To understand the intuition behind the prior and the denominator, it may help to solve a problem with them.
Let’s first start with the prior. The priors you have been using are all nice priors that are not really “real.” While it is okay to construct a conjugate prior distribution which is close to your beliefs but it is not okay to use a prior because it is convenient or you have not thought about the problem.
So let us imagine that you love to play Cho Han, and a recent law governing casinos has been passed, and there are very many casinos in your area. They are perfectly competitive and the game is supposed to be played so that the long-run probability of winning is fifty percent.
For it to be worth it to the casino to offer the game, they must create a cover charge as that is their profit. If you want an instructive lesson on our problem, watch the 1962 Japanese movie Zatoichi about a blind swordsman that enters a mob casino at the beginning of the film.
The problem with fair gambles such as a coin toss is that there is no such thing. If you flip a coin and do not know the outcome ahead of time, then you would make a terrible magician, con man, or physicist. Fair coins can generate an infinite number of heads or an endless number of tails in a row if you know what you are doing.
Now let us imagine there are two types of casinos. The first type is an honest casino made up of croupiers that have passed careful background checks. The second type is a casino that only hires magicians and con men. They have to control the rate of winning so that they remain beneath the regulator’s radar and stay open.
Both types of casinos also monitor their croupiers to detect any that may be cheating in the players’ favor to get tips or out of spite to hurt their employer.
The prior from zero to one is not a mass function; it is a density. A density is not a probability because at any point there is no width, so the probability is zero. If the density one point is 4 and another 2, then there the relative odds of the first point is twice that of the second. We need to convert beliefs into a function.
It may help to think of the parameter as part of a parameter space, $\theta\in\Theta$. The goal is to construct relative positions across the space.
Let us start with the easy part of the problem, the case where $\theta<.5$ so that the casino is losing systematically. The croupier could make small losses to get tips or significant losses to get even at a manager or owner. Nonetheless, it should be a rare outcome. Although one percent is too high, to make the example easy, we are going to set the probability at one percent. Since we have no sense of location, it will be one percent uniformly distributed over the half-open interval $[0,.5)$.
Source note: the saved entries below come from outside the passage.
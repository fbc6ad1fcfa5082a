//! # Storage Layer
//!
//! Persistence for the entry file and the tool's own configuration.
//!
//! | Data | Format | Location |
//! |------|--------|----------|
//! | Entries | `DOMAIN KEY [[-TYPE] VALUE]` per line | `~/.mdefaults` |
//! | Settings | TOML | `~/.config/mdefaults/config.toml` |
//!
//! Entry file writes are atomic (temp file + rename) and locked with `fs2`.

mod config;
mod entry_file;

pub use config::{Settings, SettingsError, DEFAULT_BACKEND_PROGRAM, ENTRY_FILE_NAME};
pub use entry_file::{parse, parse_with_diagnostics, render, EntryFile, FileError};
On the other side, we want to ask what range of $\theta$ is very improbable. At $\theta=.55$, it is going to become apparent over a large enough group. Also, some casinos are going to be fair at $.5.$ The value is likely closer to $.5$ than $.53$ Some function that is decreasing as it goes to the right and is assured to be a density is needed. As we railed against above, we are going to choose the normal density truncated on the left at $.5$ and the right at $1.$ where $\sigma=.01$ so that most of the mass is in the appropriate range.
The resulting prior is $$\Pr(\theta)=\begin{cases}1/50&\theta<.5\\ \mathcal{N}(.5,.01)\frac{99}{50}&\text{ otherwise.}\end{cases}$$
We may quibble a little here or there on the function but once it has been decided, it is fixed. Can it change? Sure, if there is new information from outside the sample. Otherwise, the prior is the prior.
The intuition around $\Pr(y)$ is that it is a constant. Because $\theta$ is marginalized out, it does not depend on the actual value of $\theta$. It is unique to the sample because it is the probability of seeing the sample.
Given the information in the prior, we can look at how $\Pr(y)$ changes with the number of successes and failures in a sample.
This does not mean that as successes increase that $\Pr(y)$ increases, but it does over this narrow range. Instead, if the graph of the numerators is viewed, with the sample of 47 successes as the solid line and 53 successes and the heavy line you can see that there is simply more area.
This is deceptive because the posterior doesn't look so close as shown in the posteriors below.
One last element of intuition regarding the prior is the subjectivity. The weakness and the strength of the prior is the validity of the information. Imagine that, unknown to the gambler, the owner of the casino died or was hospitalized and the croupier wanted to drive the family bankrupt in a non-obvious way. The player wins 5200 times and loses 4800.
I didn't calculate the posterior because it would require a bit more work because of the scaling, but the plot of the numerator's log density below shows that the prior introduces a lot of prejudice.
The prior is still impacting the result even after 10,000 observations. The maximum a posteriori estimator is $\theta=.5$ and it is not $\theta=.48$. Had this not been done in log density, then there would have been two very narrow spikes. Those spikes would be very tall and $\Pr(y)$ would be vanishingly small.
That is why prejudice is such a powerful force, it can overwhelm data.